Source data

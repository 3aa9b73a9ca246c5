use papermeta_core::{CleanedLines, PdfDocument, PipelineConfig, RawPage};

use crate::ParsingError;
use crate::normalize::TextNormalizer;

/// Text gathered from the leading pages of a document.
#[derive(Debug, Clone, Default, PartialEq, Eq)]
pub struct Accumulation {
    /// Cleaned lines of every page read for header detection, in page order.
    pub header_lines: CleanedLines,
    /// Raw text of the first `max_summary_pages` pages, newline-joined.
    pub summary_text: String,
    /// Number of pages that fed `header_lines`.
    pub header_pages: usize,
    pub page_count: usize,
}

/// Pulls pages from a document until there is enough header text.
#[derive(Debug, Clone)]
pub struct PageAccumulator {
    normalizer: TextNormalizer,
    min_content_chars: usize,
    max_summary_pages: usize,
}

impl Default for PageAccumulator {
    fn default() -> Self {
        Self::from_config(&PipelineConfig::default())
    }
}

impl PageAccumulator {
    pub fn new(normalizer: TextNormalizer, min_content_chars: usize, max_summary_pages: usize) -> Self {
        Self {
            normalizer,
            min_content_chars,
            max_summary_pages,
        }
    }

    pub fn from_config(config: &PipelineConfig) -> Self {
        Self::new(
            TextNormalizer::from_config(config),
            config.min_content_chars,
            config.max_summary_pages,
        )
    }

    /// Read page 0, then keep reading while the raw text gathered so far is
    /// shorter than `min_content_chars` and pages remain.
    ///
    /// The summary sample is assembled separately from the raw pages: pages
    /// already read for the header are reused, the rest are fetched up to the
    /// summary cap. A document whose pages never reach the threshold is read
    /// to the end and returned as is.
    pub fn accumulate(&self, document: &dyn PdfDocument) -> Result<Accumulation, ParsingError> {
        let page_count = document.page_count();
        if page_count == 0 {
            return Err(ParsingError::EmptyDocument);
        }

        let mut raw_pages: Vec<RawPage> = Vec::new();
        let mut header_lines = CleanedLines::new();
        let mut raw_chars = 0;
        let mut next_page = 0;

        loop {
            let page = read_page(document, next_page)?;
            next_page += 1;

            raw_chars += page.char_len();
            header_lines.extend(self.normalizer.normalize(&page.text));
            raw_pages.push(page);

            if raw_chars >= self.min_content_chars || next_page >= page_count {
                break;
            }
            tracing::debug!(
                raw_chars,
                min_content_chars = self.min_content_chars,
                next_page,
                "header text too short, reading another page"
            );
        }
        let header_pages = next_page;

        let summary_pages = self.max_summary_pages.min(page_count);
        while next_page < summary_pages {
            raw_pages.push(read_page(document, next_page)?);
            next_page += 1;
        }
        let summary_text = raw_pages
            .iter()
            .take(summary_pages)
            .map(|page| page.text.as_str())
            .collect::<Vec<_>>()
            .join("\n");

        tracing::debug!(
            header_pages,
            header_lines = header_lines.len(),
            summary_pages,
            page_count,
            "pages accumulated"
        );

        Ok(Accumulation {
            header_lines,
            summary_text,
            header_pages,
            page_count,
        })
    }
}

fn read_page(document: &dyn PdfDocument, index: usize) -> Result<RawPage, ParsingError> {
    let text = document
        .page_text(index)
        .map_err(|source| ParsingError::Page {
            page: index,
            source,
        })?;
    Ok(RawPage { index, text })
}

TRY IT
Only lines containing "struct" belong in the answer; copy every such line from the records.

WRITTEN ANSWER
pub struct Accumulation {
pub struct PageAccumulator {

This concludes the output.